GIVEN RECORDS Start Marker
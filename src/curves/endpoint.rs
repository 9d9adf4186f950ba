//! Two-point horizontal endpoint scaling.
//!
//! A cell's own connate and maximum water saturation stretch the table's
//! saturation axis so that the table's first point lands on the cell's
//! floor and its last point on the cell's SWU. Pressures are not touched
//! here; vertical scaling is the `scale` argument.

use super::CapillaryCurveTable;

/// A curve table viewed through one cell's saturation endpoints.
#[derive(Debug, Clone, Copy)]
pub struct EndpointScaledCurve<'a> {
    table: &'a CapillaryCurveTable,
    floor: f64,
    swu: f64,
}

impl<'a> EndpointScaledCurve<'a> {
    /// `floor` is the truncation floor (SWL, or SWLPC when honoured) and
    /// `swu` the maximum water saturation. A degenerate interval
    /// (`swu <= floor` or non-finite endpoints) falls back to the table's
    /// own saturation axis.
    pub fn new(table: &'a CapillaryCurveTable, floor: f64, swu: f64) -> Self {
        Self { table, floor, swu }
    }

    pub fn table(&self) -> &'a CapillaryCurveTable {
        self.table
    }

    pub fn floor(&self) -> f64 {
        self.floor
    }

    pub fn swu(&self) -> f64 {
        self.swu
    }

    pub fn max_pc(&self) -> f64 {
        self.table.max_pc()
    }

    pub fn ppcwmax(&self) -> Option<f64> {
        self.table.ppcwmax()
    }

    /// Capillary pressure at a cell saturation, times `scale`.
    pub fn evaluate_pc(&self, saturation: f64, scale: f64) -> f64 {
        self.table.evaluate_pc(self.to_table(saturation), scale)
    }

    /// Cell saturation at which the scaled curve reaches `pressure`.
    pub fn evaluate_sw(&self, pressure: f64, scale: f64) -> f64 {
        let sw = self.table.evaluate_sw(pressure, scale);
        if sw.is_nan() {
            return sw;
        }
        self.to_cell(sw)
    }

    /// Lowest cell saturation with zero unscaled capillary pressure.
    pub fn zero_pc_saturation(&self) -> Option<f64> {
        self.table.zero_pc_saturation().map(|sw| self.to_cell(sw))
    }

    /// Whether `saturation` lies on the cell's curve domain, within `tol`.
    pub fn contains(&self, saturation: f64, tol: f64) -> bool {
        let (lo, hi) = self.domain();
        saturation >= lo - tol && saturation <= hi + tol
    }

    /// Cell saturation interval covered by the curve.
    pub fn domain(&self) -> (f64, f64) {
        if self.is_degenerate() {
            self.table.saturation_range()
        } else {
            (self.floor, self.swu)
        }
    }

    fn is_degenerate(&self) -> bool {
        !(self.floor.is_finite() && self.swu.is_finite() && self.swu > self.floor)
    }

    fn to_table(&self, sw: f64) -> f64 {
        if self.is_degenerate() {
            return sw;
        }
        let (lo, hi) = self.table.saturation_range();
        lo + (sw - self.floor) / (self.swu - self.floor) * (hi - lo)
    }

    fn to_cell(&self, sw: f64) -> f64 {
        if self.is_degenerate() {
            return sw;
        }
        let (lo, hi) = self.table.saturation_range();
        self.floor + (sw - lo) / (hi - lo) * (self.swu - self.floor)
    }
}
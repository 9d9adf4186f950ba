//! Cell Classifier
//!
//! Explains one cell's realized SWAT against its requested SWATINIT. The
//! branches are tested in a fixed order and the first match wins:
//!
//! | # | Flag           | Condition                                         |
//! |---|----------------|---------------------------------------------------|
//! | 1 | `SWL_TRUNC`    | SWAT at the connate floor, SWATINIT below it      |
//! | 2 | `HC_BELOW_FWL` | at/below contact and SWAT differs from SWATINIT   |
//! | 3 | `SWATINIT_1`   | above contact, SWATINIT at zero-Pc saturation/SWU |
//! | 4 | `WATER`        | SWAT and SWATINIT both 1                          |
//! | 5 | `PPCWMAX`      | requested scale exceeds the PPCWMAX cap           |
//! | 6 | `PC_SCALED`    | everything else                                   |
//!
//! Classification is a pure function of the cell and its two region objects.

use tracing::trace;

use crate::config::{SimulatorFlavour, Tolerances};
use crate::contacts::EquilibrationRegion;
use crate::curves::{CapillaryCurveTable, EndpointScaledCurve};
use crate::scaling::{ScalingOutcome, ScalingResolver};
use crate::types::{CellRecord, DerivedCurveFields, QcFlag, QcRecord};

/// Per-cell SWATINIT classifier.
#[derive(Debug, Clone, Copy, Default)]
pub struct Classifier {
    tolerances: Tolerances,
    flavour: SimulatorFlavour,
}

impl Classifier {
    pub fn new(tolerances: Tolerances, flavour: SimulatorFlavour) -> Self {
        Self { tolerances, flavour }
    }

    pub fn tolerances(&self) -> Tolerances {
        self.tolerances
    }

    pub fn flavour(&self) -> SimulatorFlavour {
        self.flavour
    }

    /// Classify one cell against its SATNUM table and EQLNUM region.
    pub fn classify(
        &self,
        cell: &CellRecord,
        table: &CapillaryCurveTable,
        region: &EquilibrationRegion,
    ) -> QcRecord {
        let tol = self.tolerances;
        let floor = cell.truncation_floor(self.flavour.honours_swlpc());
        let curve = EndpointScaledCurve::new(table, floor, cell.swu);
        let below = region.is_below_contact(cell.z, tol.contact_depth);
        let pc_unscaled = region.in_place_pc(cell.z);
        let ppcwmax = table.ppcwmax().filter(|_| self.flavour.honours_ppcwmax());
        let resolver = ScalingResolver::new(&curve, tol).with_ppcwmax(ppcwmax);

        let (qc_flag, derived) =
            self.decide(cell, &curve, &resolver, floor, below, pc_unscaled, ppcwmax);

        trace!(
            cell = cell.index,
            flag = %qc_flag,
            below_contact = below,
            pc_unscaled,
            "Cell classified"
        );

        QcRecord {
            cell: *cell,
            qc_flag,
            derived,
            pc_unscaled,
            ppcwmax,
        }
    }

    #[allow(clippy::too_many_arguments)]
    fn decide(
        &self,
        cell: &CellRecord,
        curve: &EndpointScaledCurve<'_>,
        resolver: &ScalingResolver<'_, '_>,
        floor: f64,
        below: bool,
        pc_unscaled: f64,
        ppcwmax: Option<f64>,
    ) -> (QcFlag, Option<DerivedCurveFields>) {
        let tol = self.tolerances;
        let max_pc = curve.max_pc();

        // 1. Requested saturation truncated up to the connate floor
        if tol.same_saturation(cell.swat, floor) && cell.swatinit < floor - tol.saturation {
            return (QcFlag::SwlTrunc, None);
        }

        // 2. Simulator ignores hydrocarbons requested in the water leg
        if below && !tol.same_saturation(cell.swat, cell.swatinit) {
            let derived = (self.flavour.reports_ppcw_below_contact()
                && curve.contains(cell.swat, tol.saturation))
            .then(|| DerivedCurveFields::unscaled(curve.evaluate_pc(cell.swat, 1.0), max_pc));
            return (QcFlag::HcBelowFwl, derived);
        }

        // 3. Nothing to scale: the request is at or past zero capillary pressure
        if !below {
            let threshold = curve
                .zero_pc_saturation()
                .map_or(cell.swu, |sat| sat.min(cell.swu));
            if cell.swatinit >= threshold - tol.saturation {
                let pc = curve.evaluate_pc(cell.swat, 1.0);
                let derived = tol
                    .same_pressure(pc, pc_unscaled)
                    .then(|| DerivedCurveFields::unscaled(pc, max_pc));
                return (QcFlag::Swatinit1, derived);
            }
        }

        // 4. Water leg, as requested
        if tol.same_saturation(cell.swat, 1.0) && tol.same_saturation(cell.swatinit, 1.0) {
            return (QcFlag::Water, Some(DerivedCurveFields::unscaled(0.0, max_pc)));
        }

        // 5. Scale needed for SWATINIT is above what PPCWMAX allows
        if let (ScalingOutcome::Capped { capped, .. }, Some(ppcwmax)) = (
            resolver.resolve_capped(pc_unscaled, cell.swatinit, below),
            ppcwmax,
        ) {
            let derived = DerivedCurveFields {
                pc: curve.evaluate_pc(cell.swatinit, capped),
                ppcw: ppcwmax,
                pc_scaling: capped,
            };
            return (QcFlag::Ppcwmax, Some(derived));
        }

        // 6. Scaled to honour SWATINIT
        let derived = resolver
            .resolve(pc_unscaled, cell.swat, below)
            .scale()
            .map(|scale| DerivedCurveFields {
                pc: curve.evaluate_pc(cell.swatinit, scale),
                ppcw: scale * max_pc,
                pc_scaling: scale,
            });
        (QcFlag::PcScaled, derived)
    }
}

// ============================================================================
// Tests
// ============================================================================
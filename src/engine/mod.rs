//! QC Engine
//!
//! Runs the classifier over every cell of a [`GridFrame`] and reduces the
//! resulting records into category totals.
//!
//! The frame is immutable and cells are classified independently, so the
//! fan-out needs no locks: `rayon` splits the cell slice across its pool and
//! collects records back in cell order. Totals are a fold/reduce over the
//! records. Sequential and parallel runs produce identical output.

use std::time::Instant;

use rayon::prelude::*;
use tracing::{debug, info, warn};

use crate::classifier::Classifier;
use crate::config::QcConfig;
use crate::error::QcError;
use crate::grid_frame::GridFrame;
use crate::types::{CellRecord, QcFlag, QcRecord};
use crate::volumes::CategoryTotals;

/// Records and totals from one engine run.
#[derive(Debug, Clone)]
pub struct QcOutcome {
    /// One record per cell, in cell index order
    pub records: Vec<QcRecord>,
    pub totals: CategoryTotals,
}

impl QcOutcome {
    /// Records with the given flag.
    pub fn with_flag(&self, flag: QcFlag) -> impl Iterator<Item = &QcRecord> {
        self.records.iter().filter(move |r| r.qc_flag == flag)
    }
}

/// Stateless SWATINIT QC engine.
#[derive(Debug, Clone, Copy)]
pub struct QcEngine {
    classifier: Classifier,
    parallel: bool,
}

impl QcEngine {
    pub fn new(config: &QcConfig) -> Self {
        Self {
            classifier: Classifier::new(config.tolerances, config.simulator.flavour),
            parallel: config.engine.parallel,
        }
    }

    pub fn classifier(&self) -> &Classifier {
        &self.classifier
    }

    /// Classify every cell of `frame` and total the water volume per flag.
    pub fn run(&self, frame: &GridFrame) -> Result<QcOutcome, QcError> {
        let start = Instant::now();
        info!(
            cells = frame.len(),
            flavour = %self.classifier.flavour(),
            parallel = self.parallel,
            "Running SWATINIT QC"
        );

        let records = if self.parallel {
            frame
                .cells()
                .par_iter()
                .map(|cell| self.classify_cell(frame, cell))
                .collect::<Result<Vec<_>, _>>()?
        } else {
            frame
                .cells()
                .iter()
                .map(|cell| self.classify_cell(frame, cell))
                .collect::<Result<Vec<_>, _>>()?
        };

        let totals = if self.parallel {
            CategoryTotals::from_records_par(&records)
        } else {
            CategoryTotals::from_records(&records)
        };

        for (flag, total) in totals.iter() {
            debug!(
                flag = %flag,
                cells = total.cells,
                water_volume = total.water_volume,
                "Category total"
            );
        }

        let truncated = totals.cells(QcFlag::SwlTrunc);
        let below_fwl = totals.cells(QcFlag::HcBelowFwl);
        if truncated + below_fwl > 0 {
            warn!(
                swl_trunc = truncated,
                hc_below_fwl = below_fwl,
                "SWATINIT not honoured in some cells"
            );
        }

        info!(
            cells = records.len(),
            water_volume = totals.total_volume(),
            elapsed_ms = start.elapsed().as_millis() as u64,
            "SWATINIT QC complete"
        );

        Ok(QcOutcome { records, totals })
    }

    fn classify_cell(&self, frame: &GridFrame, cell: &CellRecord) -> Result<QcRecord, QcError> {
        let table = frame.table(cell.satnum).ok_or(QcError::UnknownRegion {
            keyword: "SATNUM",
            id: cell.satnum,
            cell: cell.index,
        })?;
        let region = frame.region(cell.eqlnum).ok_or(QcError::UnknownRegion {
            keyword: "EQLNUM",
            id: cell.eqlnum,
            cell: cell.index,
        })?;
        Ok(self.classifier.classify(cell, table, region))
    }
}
GIVEN RECORDS End Marker
EXERCISE GOAL: Take the lines from the first line of the listing to the line containing "lands on the cell's". Please print them exactly, ends included, with nothing else.

ANSWER:
filename src/curves/endpoint.rs
repository 9d9adf4186f950ba
//! Two-point horizontal endpoint scaling.
//!
//! A cell's own connate and maximum water saturation stretch the table's
//! saturation axis so that the table's first point lands on the cell's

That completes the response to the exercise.